▶ _Assignment_:
The response must consist of the lines below from the one with "to the child's" through the one with "const DEFAULT_MODEL: &str", exactly as they appear and with both ends kept.

Stored data entries
┌──
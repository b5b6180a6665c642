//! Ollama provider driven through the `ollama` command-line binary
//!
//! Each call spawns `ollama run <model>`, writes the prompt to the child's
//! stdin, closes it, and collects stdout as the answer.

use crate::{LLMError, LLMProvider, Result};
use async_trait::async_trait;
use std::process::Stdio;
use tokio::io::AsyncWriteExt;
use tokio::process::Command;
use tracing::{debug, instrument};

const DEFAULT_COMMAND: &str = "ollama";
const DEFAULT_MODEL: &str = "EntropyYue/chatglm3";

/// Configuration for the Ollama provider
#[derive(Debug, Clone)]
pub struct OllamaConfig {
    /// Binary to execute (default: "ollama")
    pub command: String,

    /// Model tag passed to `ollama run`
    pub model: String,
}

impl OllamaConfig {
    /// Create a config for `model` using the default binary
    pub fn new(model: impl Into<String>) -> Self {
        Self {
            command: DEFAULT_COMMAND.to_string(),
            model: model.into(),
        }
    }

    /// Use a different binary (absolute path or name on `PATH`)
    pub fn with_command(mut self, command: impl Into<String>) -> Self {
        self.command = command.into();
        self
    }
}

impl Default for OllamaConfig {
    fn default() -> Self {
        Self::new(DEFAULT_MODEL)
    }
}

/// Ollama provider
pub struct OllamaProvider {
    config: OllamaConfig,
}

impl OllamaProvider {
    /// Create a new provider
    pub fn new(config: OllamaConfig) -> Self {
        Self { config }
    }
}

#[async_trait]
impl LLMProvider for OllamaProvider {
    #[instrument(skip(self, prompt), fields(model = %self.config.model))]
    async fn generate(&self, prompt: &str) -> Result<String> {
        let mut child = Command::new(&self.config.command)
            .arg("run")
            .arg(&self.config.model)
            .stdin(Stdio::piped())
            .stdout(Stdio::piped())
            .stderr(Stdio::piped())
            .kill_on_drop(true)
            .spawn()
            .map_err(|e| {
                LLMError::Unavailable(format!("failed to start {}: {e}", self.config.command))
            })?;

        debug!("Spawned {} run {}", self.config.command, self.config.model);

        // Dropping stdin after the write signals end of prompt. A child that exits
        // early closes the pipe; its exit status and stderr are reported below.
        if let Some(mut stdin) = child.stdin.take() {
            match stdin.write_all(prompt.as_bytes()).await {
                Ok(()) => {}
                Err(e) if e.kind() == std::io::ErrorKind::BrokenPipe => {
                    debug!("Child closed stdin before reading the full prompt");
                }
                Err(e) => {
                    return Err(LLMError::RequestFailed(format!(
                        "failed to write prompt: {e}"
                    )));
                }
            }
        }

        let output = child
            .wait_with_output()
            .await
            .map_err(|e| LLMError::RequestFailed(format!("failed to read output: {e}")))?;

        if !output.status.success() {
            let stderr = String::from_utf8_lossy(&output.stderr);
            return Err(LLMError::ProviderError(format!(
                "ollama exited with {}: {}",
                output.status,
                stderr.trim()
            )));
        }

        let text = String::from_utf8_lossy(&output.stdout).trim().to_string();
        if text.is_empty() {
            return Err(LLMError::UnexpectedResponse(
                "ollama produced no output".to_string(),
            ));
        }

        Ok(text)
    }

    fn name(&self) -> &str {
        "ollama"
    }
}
└──
┌──
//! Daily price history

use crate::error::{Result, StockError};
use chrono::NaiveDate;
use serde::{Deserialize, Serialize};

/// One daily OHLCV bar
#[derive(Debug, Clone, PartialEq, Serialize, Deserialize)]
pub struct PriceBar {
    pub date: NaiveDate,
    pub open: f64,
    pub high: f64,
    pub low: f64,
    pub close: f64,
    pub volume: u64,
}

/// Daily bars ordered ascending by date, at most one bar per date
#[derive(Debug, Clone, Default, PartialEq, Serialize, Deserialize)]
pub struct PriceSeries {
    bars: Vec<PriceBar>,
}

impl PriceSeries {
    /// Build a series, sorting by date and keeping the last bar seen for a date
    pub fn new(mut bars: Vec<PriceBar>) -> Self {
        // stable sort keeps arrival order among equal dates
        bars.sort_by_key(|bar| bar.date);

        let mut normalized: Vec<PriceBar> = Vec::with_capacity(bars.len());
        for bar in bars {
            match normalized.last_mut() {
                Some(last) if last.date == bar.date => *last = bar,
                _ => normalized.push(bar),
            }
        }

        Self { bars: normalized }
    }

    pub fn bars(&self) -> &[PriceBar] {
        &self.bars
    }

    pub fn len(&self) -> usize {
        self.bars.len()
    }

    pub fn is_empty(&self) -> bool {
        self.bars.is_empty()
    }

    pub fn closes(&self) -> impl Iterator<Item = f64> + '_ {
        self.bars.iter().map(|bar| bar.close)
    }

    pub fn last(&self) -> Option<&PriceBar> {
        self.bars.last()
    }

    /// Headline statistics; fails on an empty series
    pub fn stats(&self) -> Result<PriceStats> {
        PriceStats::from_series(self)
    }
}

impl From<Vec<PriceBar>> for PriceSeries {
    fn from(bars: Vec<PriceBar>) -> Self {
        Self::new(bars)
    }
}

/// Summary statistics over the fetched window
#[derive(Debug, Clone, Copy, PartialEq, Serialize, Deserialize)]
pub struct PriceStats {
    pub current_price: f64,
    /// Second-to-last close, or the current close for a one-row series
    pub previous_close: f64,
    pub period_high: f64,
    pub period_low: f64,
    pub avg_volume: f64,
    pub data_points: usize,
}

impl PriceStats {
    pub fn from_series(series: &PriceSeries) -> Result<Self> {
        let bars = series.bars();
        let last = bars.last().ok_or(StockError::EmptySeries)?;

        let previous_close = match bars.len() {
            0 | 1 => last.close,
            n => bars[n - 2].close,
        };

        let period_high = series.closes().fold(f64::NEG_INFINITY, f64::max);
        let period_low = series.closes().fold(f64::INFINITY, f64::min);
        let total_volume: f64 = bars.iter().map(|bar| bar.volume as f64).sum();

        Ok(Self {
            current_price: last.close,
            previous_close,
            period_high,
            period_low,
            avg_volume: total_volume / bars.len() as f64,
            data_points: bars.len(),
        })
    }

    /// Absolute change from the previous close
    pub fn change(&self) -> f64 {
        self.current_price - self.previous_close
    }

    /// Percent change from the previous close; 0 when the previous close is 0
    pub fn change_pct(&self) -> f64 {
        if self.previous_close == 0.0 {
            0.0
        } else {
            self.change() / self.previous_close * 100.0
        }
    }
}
└──
▶ _Answer space_:
//! Each call spawns `ollama run <model>`, writes the prompt to the child's
//! stdin, closes it, and collects stdout as the answer.

use crate::{LLMError, LLMProvider, Result};
use async_trait::async_trait;
use std::process::Stdio;
use tokio::io::AsyncWriteExt;
use tokio::process::Command;
use tracing::{debug, instrument};

const DEFAULT_COMMAND: &str = "ollama";
const DEFAULT_MODEL: &str = "EntropyYue/chatglm3";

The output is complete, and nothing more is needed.